* EXERCISE OBJECTIVE:
Go through the data and report each line that holds the string "CommentStore".

* INPUT RECORDS:
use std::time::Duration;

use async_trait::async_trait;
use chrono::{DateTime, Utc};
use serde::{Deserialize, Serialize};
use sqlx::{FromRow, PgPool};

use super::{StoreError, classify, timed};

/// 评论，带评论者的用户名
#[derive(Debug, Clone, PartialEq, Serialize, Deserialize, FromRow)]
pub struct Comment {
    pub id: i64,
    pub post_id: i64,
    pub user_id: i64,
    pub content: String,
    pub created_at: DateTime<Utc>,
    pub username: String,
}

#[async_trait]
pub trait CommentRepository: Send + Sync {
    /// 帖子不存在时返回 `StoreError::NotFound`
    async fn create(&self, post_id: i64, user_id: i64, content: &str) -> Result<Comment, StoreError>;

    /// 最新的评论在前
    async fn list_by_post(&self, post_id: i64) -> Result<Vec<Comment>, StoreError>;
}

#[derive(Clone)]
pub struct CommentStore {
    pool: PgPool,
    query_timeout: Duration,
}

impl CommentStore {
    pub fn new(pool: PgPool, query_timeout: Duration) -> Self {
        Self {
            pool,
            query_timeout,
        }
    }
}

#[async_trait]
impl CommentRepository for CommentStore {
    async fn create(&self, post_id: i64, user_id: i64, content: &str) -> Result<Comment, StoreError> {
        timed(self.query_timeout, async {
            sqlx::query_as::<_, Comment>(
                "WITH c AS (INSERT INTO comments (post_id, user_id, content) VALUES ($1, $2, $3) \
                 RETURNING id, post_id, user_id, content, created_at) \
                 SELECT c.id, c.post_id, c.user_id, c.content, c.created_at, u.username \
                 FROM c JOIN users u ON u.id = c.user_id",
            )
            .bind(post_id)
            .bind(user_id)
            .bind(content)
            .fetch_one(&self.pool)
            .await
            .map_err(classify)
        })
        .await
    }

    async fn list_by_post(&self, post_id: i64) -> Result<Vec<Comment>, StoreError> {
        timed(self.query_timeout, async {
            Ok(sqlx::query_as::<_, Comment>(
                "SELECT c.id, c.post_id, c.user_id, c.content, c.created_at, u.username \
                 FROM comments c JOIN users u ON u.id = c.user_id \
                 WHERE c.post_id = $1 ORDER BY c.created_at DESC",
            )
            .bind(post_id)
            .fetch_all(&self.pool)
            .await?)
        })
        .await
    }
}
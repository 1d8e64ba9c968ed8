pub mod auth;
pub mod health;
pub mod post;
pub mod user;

* TASK RESULT:
pub struct CommentStore {
impl CommentStore {
impl CommentRepository for CommentStore {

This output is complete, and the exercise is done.